Hello. I am using GCC   STM32F103VE.
I came across some odd behaviour of my firmware after calling portEND_SWITCHING_ISR – there are two tasks, one for processing data, low priority, and another for delayed interrupt handling, high priority.
So, high priority task is waiting for counting semaphore, xSemaphoreTake(IRQSemph, portMAX_DELAY); ISR text is provided below: void EXTI15_10_IRQHandler() //IRQ
{
portBASE_TYPE xHigherPriorityTaskWoken;
EXTI_ClearITPendingBit(EXTI_Line10);
xSemaphoreGiveFromISR(IRQSemph, &xHigherPriorityTaskWoken);
portEND_SWITCHING_ISR(xHigherPriorityTaskWoken);
} When entering ISR first time both tasks are blocked, awaiting different events. So, It works great, context is switched to High Priority task, which is unblocked by IRQSemph counting semaphore. But while processing this task, I suppose, this interrupt is being called once more. Here is my question: due to mistype, I always passed TRUE to portEND_SWITCHING_ISR, causing context switch even when I shouldn’t. But this caused odd effect – high priority task never unblocked.
This seems wrong to me – even after unexpected context switch – there are no more candidates for running, low priority task is blocked all the time, then why sheduler does not return to High Priority task, why is High Priority task still awaiting semaphore, when semaphore is already being given?
I checked return value of xSemaphoreGiveFromISR, it retrurns success.
When I fixed code and started passing *real* xHigherPriorityTaskWoken value instead of 1, it began to work.

Strange behaviour after portEND_SWITCHING_ISR

In your code, you have forgotten to initialise the xHigherPriorityTaskWoken.  It needs to be initialised to pdFALSE on interrupt entry. The behaviour you observed is the expected behaviour.  If giving the semaphore has the potential to unblock a semaphore then the xHigherPriorityTaskWoken is checked, and if it is found to be false, the task is unblocked and xHigherPriorityTaskWoken is set to pdTRUE.  If xHigherPriorityTaskWoken was already pdTRUE, then it is assumed that a task has already been unblocked, and no action is taken. This prevents multiple tasks being unblocked by a single semaphore give, as only one task will process the semaphore, leaving the other unblocked tasks with nothing to do but return to the Blocked state. Regards.

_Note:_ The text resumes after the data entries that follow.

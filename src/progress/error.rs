//! 分层存储的错误类型

use std::time::Duration;

use thiserror::Error;

use super::types::StatusKey;

/// 单个存储层（远程缓存 / 台账 / 本地文件）的错误
///
/// 调用方把任何 `TierError` 都视为"该层未命中"，继续查询下一层
#[derive(Debug, Error)]
pub enum TierError {
    #[error("存储层不可用: {0}")]
    Unavailable(String),

    #[error("存储层操作超时 ({0:?})")]
    Timeout(Duration),

    #[error("SQLite 错误: {0}")]
    Sqlite(#[from] rusqlite::Error),

    #[error("Redis 错误: {0}")]
    Redis(#[from] redis::RedisError),

    #[error("IO 错误: {0}")]
    Io(#[from] std::io::Error),

    #[error("JSON 错误: {0}")]
    Json(#[from] serde_json::Error),
}

/// 进度跟踪器对调用方暴露的错误
#[derive(Debug, Error)]
pub enum TrackerError {
    /// 台账明确拒绝了写入（未生效），调用方可稍后重做整个任务
    #[error("写入台账失败 key={key}: {source}")]
    LedgerWrite {
        key: StatusKey,
        #[source]
        source: TierError,
    },

    /// 台账写入在超时前没有返回，写入可能已经生效
    ///
    /// 调用方不应直接重做失败上报，应先通过台账确认当前状态
    #[error("写入台账超时，结果未知 key={key} ({waited:?})")]
    OutcomeUnknown { key: StatusKey, waited: Duration },

    /// 本地状态文件持久化失败
    #[error("本地状态文件持久化失败: {0}")]
    LocalPersist(#[from] std::io::Error),
}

Strange behaviour after portEND_SWITCHING_ISR

Thanks alot, now it is clear!

Strange behaviour after portEND_SWITCHING_ISR

One question, if an interrupt does two operations that unblock tasks (say different queues), and happens to unblock the lower priority (but still above the current running priority) first, then when does the higher one wake? Or, do you need a separate flag for each queue and test if any of them got set?

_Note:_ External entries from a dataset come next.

//! 台账统计报告
//!
//! 只读查询，不影响跟踪器的任何状态

use std::fmt;

use chrono::{DateTime, Duration as ChronoDuration, TimeZone, Utc};
use rusqlite::{params, Connection};

use super::error::TierError;
use super::ledger_db::SqliteLedger;
use super::types::{StatusKey, StatusRecord, TaskStatus};

/// 某个爬虫在某个状态下的记录数
#[derive(Debug, Clone, PartialEq, Eq)]
pub struct StatusCount {
    pub spider_name: String,
    pub status: TaskStatus,
    pub count: u64,
}

/// 按 (爬虫, 状态类型) 汇总的失败统计
#[derive(Debug, Clone, PartialEq)]
pub struct FailureSummary {
    pub spider_name: String,
    pub status_type: String,
    pub failed_count: u64,
    pub avg_retries: f64,
    pub max_retries: u32,
}

/// 按 (爬虫, 状态类型) 汇总的完成进度
#[derive(Debug, Clone, PartialEq, Eq)]
pub struct PageProgress {
    pub spider_name: String,
    pub status_type: String,
    pub completed: u64,
    pub total: u64,
}

impl PageProgress {
    /// 完成百分比，`total` 为 0 时返回 0
    pub fn percent(&self) -> f64 {
        if self.total == 0 {
            return 0.0;
        }
        self.completed as f64 * 100.0 / self.total as f64
    }
}

/// 台账统计报告
#[derive(Debug, Clone)]
pub struct CrawlReport {
    pub generated_at: DateTime<Utc>,
    pub total_records: u64,
    pub status_counts: Vec<StatusCount>,
    pub failures: Vec<FailureSummary>,
    pub updated_last_hour: u64,
    pub updated_last_day: u64,
    pub progress: Vec<PageProgress>,
    pub recent_failed: Vec<StatusRecord>,
}

impl SqliteLedger {
    /// 生成统计报告
    ///
    /// `recent_failed_limit` 控制最近失败记录的条数
    pub async fn report(&self, recent_failed_limit: usize) -> Result<CrawlReport, TierError> {
        self.run(move |conn| build_report(conn, Utc::now(), recent_failed_limit))
            .await
    }

    /// 按最后更新时间倒序列出失败记录
    pub async fn recent_failed(&self, limit: usize) -> Result<Vec<StatusRecord>, TierError> {
        self.run(move |conn| query_recent_failed(conn, limit)).await
    }
}

fn build_report(
    conn: &mut Connection,
    now: DateTime<Utc>,
    recent_failed_limit: usize,
) -> rusqlite::Result<CrawlReport> {
    let total_records: i64 =
        conn.query_row("SELECT COUNT(*) FROM crawl_status", [], |row| row.get(0))?;

    // 状态分布
    let mut stmt = conn.prepare(
        r#"
        SELECT spider_name, status, COUNT(*) FROM crawl_status
        GROUP BY spider_name, status
        ORDER BY spider_name, status
        "#,
    )?;
    let status_counts = stmt
        .query_map([], |row| {
            let status: String = row.get(1)?;
            let count: i64 = row.get(2)?;
            Ok(StatusCount {
                spider_name: row.get(0)?,
                status: TaskStatus::from_db(&status),
                count: count.max(0) as u64,
            })
        })?
        .collect::<rusqlite::Result<Vec<_>>>()?;
    drop(stmt);

    // 失败与重试
    let mut stmt = conn.prepare(
        r#"
        SELECT spider_name, status_type, COUNT(*), AVG(retry_count), MAX(retry_count)
        FROM crawl_status
        WHERE status = 'failed'
        GROUP BY spider_name, status_type
        ORDER BY COUNT(*) DESC, spider_name, status_type
        "#,
    )?;
    let failures = stmt
        .query_map([], |row| {
            let failed_count: i64 = row.get(2)?;
            let avg_retries: f64 = row.get(3)?;
            let max_retries: i64 = row.get(4)?;
            Ok(FailureSummary {
                spider_name: row.get(0)?,
                status_type: row.get(1)?,
                failed_count: failed_count.max(0) as u64,
                avg_retries,
                max_retries: max_retries.clamp(0, u32::MAX as i64) as u32,
            })
        })?
        .collect::<rusqlite::Result<Vec<_>>>()?;
    drop(stmt);

    // 最近活动
    let updated_since = |since: DateTime<Utc>| -> rusqlite::Result<u64> {
        let count: i64 = conn.query_row(
            "SELECT COUNT(*) FROM crawl_status WHERE last_update >= ?1",
            params![since.timestamp()],
            |row| row.get(0),
        )?;
        Ok(count.max(0) as u64)
    };
    let updated_last_hour = updated_since(now - ChronoDuration::hours(1))?;
    let updated_last_day = updated_since(now - ChronoDuration::days(1))?;

    // 完成进度
    let mut stmt = conn.prepare(
        r#"
        SELECT spider_name, status_type,
               SUM(CASE WHEN status = 'completed' THEN 1 ELSE 0 END),
               COUNT(*)
        FROM crawl_status
        GROUP BY spider_name, status_type
        ORDER BY spider_name, status_type
        "#,
    )?;
    let progress = stmt
        .query_map([], |row| {
            let completed: i64 = row.get(2)?;
            let total: i64 = row.get(3)?;
            Ok(PageProgress {
                spider_name: row.get(0)?,
                status_type: row.get(1)?,
                completed: completed.max(0) as u64,
                total: total.max(0) as u64,
            })
        })?
        .collect::<rusqlite::Result<Vec<_>>>()?;
    drop(stmt);

    let recent_failed = query_recent_failed(conn, recent_failed_limit)?;

    Ok(CrawlReport {
        generated_at: now,
        total_records: total_records.max(0) as u64,
        status_counts,
        failures,
        updated_last_hour,
        updated_last_day,
        progress,
        recent_failed,
    })
}

fn query_recent_failed(conn: &mut Connection, limit: usize) -> rusqlite::Result<Vec<StatusRecord>> {
    let mut stmt = conn.prepare(
        r#"
        SELECT spider_name, status_type, identifier, status, retry_count, last_update
        FROM crawl_status
        WHERE status = 'failed'
        ORDER BY last_update DESC, id DESC
        LIMIT ?1
        "#,
    )?;

    let limit = i64::try_from(limit).unwrap_or(i64::MAX);
    let records = stmt
        .query_map(params![limit], |row| {
            let status: String = row.get(3)?;
            let retry_count: i64 = row.get(4)?;
            let last_update: i64 = row.get(5)?;
            Ok(StatusRecord {
                key: StatusKey::new(
                    row.get::<_, String>(0)?,
                    row.get::<_, String>(1)?,
                    row.get::<_, String>(2)?,
                ),
                status: TaskStatus::from_db(&status),
                retry_count: retry_count.clamp(0, u32::MAX as i64) as u32,
                last_update: Utc
                    .timestamp_opt(last_update, 0)
                    .single()
                    .unwrap_or_else(Utc::now),
            })
        })?
        .collect::<rusqlite::Result<Vec<_>>>()?;

    Ok(records)
}

fn status_label(status: TaskStatus) -> &'static str {
    match status {
        TaskStatus::Pending => "待处理",
        TaskStatus::Processing => "处理中",
        TaskStatus::Completed => "已完成",
        TaskStatus::Failed => "已失败",
    }
}

impl fmt::Display for CrawlReport {
    fn fmt(&self, f: &mut fmt::Formatter<'_>) -> fmt::Result {
        writeln!(f, "爬虫统计报告 ({})", self.generated_at.format("%Y-%m-%d %H:%M:%S UTC"))?;
        writeln!(f, "{}", "=".repeat(60))?;
        writeln!(f, "状态记录总数: {}", self.total_records)?;

        writeln!(f, "\n爬取状态统计:")?;
        let mut current_spider: Option<&str> = None;
        for entry in &self.status_counts {
            if current_spider != Some(entry.spider_name.as_str()) {
                writeln!(f, "  {}:", entry.spider_name)?;
                current_spider = Some(entry.spider_name.as_str());
            }
            writeln!(f, "    {}: {}", status_label(entry.status), entry.count)?;
        }
        if self.status_counts.is_empty() {
            writeln!(f, "  暂无记录")?;
        }

        writeln!(f, "\n失败和重试统计:")?;
        if self.failures.is_empty() {
            writeln!(f, "  暂无失败记录")?;
        }
        for failure in &self.failures {
            writeln!(f, "  {} - {}:", failure.spider_name, failure.status_type)?;
            writeln!(f, "    失败次数: {}", failure.failed_count)?;
            writeln!(f, "    平均重试: {:.1} 次", failure.avg_retries)?;
            writeln!(f, "    最大重试: {} 次", failure.max_retries)?;
        }

        writeln!(f, "\n最近活动统计:")?;
        writeln!(f, "  最近1小时更新: {} 条", self.updated_last_hour)?;
        writeln!(f, "  最近24小时更新: {} 条", self.updated_last_day)?;

        writeln!(f, "\n爬取进度:")?;
        for entry in &self.progress {
            writeln!(
                f,
                "  {} / {}: {:.1}% ({}/{})",
                entry.spider_name,
                entry.status_type,
                entry.percent(),
                entry.completed,
                entry.total
            )?;
        }

        writeln!(f, "\n失败项目详情 (最近{}条):", self.recent_failed.len())?;
        writeln!(f, "{}", "-".repeat(60))?;
        if self.recent_failed.is_empty() {
            writeln!(f, "  无失败项目")?;
        }
        for record in &self.recent_failed {
            writeln!(
                f,
                "  {} | {} | {} | 重试{}次 | {}",
                record.key.spider_name,
                record.key.status_type,
                record.key.identifier,
                record.retry_count,
                record.last_update.format("%Y-%m-%d %H:%M:%S")
            )?;
        }

        Ok(())
    }
}

#[cfg(test)]
mod tests {
    use super::*;
    use crate::progress::ledger::StatusLedger;
    use crate::progress::types::RetryUpdate;
    use std::time::Duration;
    use tempfile::TempDir;

    fn create_ledger(temp_dir: &TempDir) -> SqliteLedger {
        SqliteLedger::new(&temp_dir.path().join("status.db"), Duration::from_secs(1))
    }

    #[test]
    fn test_page_progress_percent() {
        let progress = PageProgress {
            spider_name: "novel_list".to_string(),
            status_type: "list_page".to_string(),
            completed: 1,
            total: 4,
        };
        assert!((progress.percent() - 25.0).abs() < f64::EPSILON);

        let empty = PageProgress { total: 0, completed: 0, ..progress };
        assert_eq!(empty.percent(), 0.0);
    }

    #[tokio::test]
    async fn test_empty_report() {
        let temp_dir = TempDir::new().unwrap();
        let ledger = create_ledger(&temp_dir);

        let report = ledger.report(10).await.unwrap();
        assert_eq!(report.total_records, 0);
        assert!(report.status_counts.is_empty());
        assert!(report.recent_failed.is_empty());

        let text = report.to_string();
        assert!(text.contains("暂无失败记录"));
        assert!(text.contains("无失败项目"));
    }

    #[tokio::test]
    async fn test_report_aggregates() {
        let temp_dir = TempDir::new().unwrap();
        let ledger = create_ledger(&temp_dir);

        let page_1 = StatusKey::new("novel_list", "list_page", "1");
        let page_2 = StatusKey::new("novel_list", "list_page", "2");
        let book = StatusKey::new("novel_detail", "detail_page", "100818");

        ledger.upsert(&page_1, TaskStatus::Completed, RetryUpdate::Preserve).await.unwrap();
        for _ in 0..3 {
            ledger.upsert(&page_2, TaskStatus::Failed, RetryUpdate::Preserve).await.unwrap();
        }
        ledger.upsert(&book, TaskStatus::Failed, RetryUpdate::Preserve).await.unwrap();

        let report = ledger.report(1).await.unwrap();
        assert_eq!(report.total_records, 3);
        assert_eq!(report.updated_last_hour, 3);
        assert_eq!(report.updated_last_day, 3);

        assert!(report.status_counts.contains(&StatusCount {
            spider_name: "novel_list".to_string(),
            status: TaskStatus::Failed,
            count: 1,
        }));

        let list_failures = report
            .failures
            .iter()
            .find(|f| f.spider_name == "novel_list")
            .unwrap();
        assert_eq!(list_failures.failed_count, 1);
        assert_eq!(list_failures.max_retries, 3);

        let list_progress = report
            .progress
            .iter()
            .find(|p| p.status_type == "list_page")
            .unwrap();
        assert_eq!((list_progress.completed, list_progress.total), (1, 2));

        assert_eq!(report.recent_failed.len(), 1);
        assert!(report.to_string().contains("novel_list / list_page: 50.0% (1/2)"));
    }

    #[tokio::test]
    async fn test_recent_failed_limit() {
        let temp_dir = TempDir::new().unwrap();
        let ledger = create_ledger(&temp_dir);

        for id in 0..5 {
            let key = StatusKey::new("novel_detail", "detail_page", id.to_string());
            ledger.upsert(&key, TaskStatus::Failed, RetryUpdate::Preserve).await.unwrap();
        }
        let done = StatusKey::new("novel_detail", "detail_page", "99");
        ledger.upsert(&done, TaskStatus::Completed, RetryUpdate::Preserve).await.unwrap();

        let failed = ledger.recent_failed(3).await.unwrap();
        assert_eq!(failed.len(), 3);
        assert!(failed.iter().all(|r| r.status == TaskStatus::Failed));
        assert!(failed.iter().all(|r| r.retry_count == 1));
    }
}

Strange behaviour after portEND_SWITCHING_ISR

If you want a task to unblock more than one task from one queue then reset xHigherPriorityTaskWoken to pdFALSE in between each semaphore give.  In any case – the task that is unblocked first will always be the highest priority task that was blocked on the semaphore as tasks are unblocked in priority order. If you have a single interrupt operating on multiple queues and/or semaphores, and you wish one task to be unblocked from each queue/semaphore that is processes, then use a separate flag for each, and OR the flag values when they are passed into portEND_SWITCHING_ISR()/portYIELD_FROM_ISR(). Regards.

Strange behaviour after portEND_SWITCHING_ISR

So is the following not correct? ISR
{
portBASE_TYPE higherPriorityTaskWoken = pdFALSE; if(some event)
xSemaphoreGiveFromISR(semA, &higherPriorityTaskWoken); if(some other event)
xSemaphoreGiveFromISR(semB, &higherPriorityTaskWoken); portEND_SWITCHING_ISR(higherPriorityTaskWoken);
} Should both semaphore gives use different flags? Thanks, Paul.

Strange behaviour after portEND_SWITCHING_ISR

Hang on!  Looking at the code I think my reply above is not correct.  The higher priority task woken flag being pdTRUE should not effect whether any further tasks are unblocked or not.  If more than one task is unblocked then any unblocked tasks that find the reason they were unblocked no longer exists (the semaphore or queue has been processed by a different task) will simply put themselves back to sleep again for the remains of the block task. Sorry for any confusion caused! Regards.